Strategi ‘bakar uang’ menjadi ciri khas dari bisnis start-up. Tujuannya selain untuk memperluas dan mencuri perhatian pasar sebagai valuasi perusahaan dalam periode tertntu, juga untuk menciptakan loyalitas konsumen, dengan saling berlomba menurunkan harga semurah mungkin untuk dapat merebut pasar diantar para pemain start-up.
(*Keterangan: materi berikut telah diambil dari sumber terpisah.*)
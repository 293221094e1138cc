//! 支付存储

use async_trait::async_trait;
use chrono::{DateTime, Utc};
use sqlx::PgPool;
use uuid::Uuid;

use shop_shared::error::{Result, ShopError};

use crate::model::{Payment, PaymentDetail, PaymentStatus, PaymentTransaction};

const PAYMENT_COLUMNS: &str = "id, order_id, client_id, client_email, client_name, amount, \
     currency, status, method, transaction_id, gateway, error_message, paid_at, \
     created_at, updated_at";

/// 支付存储抽象，编排器在测试中用内存实现替换
#[async_trait]
pub trait PaymentStore: Send + Sync {
    async fn insert_pending(&self, payment: &Payment) -> Result<()>;

    /// 追加一条网关调用记录，成败都记
    async fn record_attempt(&self, attempt: &PaymentTransaction) -> Result<()>;

    async fn save_detail(&self, detail: &PaymentDetail) -> Result<()>;

    async fn mark_completed(
        &self,
        payment_id: Uuid,
        transaction_id: &str,
        paid_at: DateTime<Utc>,
    ) -> Result<()>;

    async fn mark_failed(&self, payment_id: Uuid, error_message: &str) -> Result<()>;

    async fn mark_refunded(
        &self,
        payment_id: Uuid,
        refund_transaction_id: Option<&str>,
    ) -> Result<()>;

    async fn find(&self, payment_id: Uuid) -> Result<Payment>;
}

/// PostgreSQL 支付存储
#[derive(Clone)]
pub struct PgPaymentStore {
    pool: PgPool,
}

impl PgPaymentStore {
    pub fn new(pool: PgPool) -> Self {
        Self { pool }
    }
}

#[async_trait]
impl PaymentStore for PgPaymentStore {
    async fn insert_pending(&self, payment: &Payment) -> Result<()> {
        sqlx::query(
            "INSERT INTO payments (id, order_id, client_id, client_email, client_name, amount, \
             currency, status, method, gateway, created_at, updated_at) \
             VALUES ($1, $2, $3, $4, $5, $6, $7, $8, $9, $10, $11, $12)",
        )
        .bind(payment.id)
        .bind(payment.order_id)
        .bind(payment.client_id)
        .bind(&payment.client_email)
        .bind(&payment.client_name)
        .bind(payment.amount)
        .bind(&payment.currency)
        .bind(payment.status)
        .bind(payment.method)
        .bind(&payment.gateway)
        .bind(payment.created_at)
        .bind(payment.updated_at)
        .execute(&self.pool)
        .await?;
        Ok(())
    }

    async fn record_attempt(&self, attempt: &PaymentTransaction) -> Result<()> {
        sqlx::query(
            "INSERT INTO payment_transactions (id, payment_id, transaction_type, amount, \
             success, gateway_response, error_message, created_at) \
             VALUES ($1, $2, $3, $4, $5, $6, $7, $8)",
        )
        .bind(attempt.id)
        .bind(attempt.payment_id)
        .bind(attempt.transaction_type)
        .bind(attempt.amount)
        .bind(attempt.success)
        .bind(&attempt.gateway_response)
        .bind(&attempt.error_message)
        .bind(attempt.created_at)
        .execute(&self.pool)
        .await?;
        Ok(())
    }

    async fn save_detail(&self, detail: &PaymentDetail) -> Result<()> {
        sqlx::query(
            "INSERT INTO payment_details (id, payment_id, card_brand, card_last4, billing_email) \
             VALUES ($1, $2, $3, $4, $5)",
        )
        .bind(detail.id)
        .bind(detail.payment_id)
        .bind(&detail.card_brand)
        .bind(&detail.card_last4)
        .bind(&detail.billing_email)
        .execute(&self.pool)
        .await?;
        Ok(())
    }

    async fn mark_completed(
        &self,
        payment_id: Uuid,
        transaction_id: &str,
        paid_at: DateTime<Utc>,
    ) -> Result<()> {
        sqlx::query(
            "UPDATE payments SET status = $2, transaction_id = $3, paid_at = $4, updated_at = $4 \
             WHERE id = $1",
        )
        .bind(payment_id)
        .bind(PaymentStatus::Completed)
        .bind(transaction_id)
        .bind(paid_at)
        .execute(&self.pool)
        .await?;
        Ok(())
    }

    async fn mark_failed(&self, payment_id: Uuid, error_message: &str) -> Result<()> {
        sqlx::query(
            "UPDATE payments SET status = $2, error_message = $3, updated_at = $4 WHERE id = $1",
        )
        .bind(payment_id)
        .bind(PaymentStatus::Failed)
        .bind(error_message)
        .bind(Utc::now())
        .execute(&self.pool)
        .await?;
        Ok(())
    }

    async fn mark_refunded(
        &self,
        payment_id: Uuid,
        refund_transaction_id: Option<&str>,
    ) -> Result<()> {
        sqlx::query(
            "UPDATE payments SET status = $2, transaction_id = COALESCE($3, transaction_id), \
             updated_at = $4 WHERE id = $1",
        )
        .bind(payment_id)
        .bind(PaymentStatus::Refunded)
        .bind(refund_transaction_id)
        .bind(Utc::now())
        .execute(&self.pool)
        .await?;
        Ok(())
    }

    async fn find(&self, payment_id: Uuid) -> Result<Payment> {
        let sql = format!("SELECT {PAYMENT_COLUMNS} FROM payments WHERE id = $1");
        sqlx::query_as::<_, Payment>(&sql)
            .bind(payment_id)
            .fetch_optional(&self.pool)
            .await?
            .ok_or_else(|| ShopError::not_found("Payment", payment_id))
    }
}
Periode ‘bakar uang’ ini tergantung sumber modal. Ada yang sumber modalnya organik alias kecil, ada juga yang dari awal disuntik dengan modal besar-besaran. Ada yang terburu-buru ingin dapat untung, ada pula yang rela merugi dahulu demi keuntungan yang lebih besar di kemudian hari. Kita bisa menerka lama periode berakhirnya bakar uang Gojek dan Grab kurang lebih antara 5 sampai 6 tahun atau ketika pandemi covid-19 melanda Indonesia. Akan tetapi hilangnya skema bonus untuk driver, berkurangnya diskon untuk custumer dan segala macam tawaran promo yang menggiurkan dari Gojek dan Grab bukan sepenuhnya karena pandemi, tapi lebih kepada berakhirnya periode ‘bakar uang’ dan pasarnya sudah tumbuh dan meluas.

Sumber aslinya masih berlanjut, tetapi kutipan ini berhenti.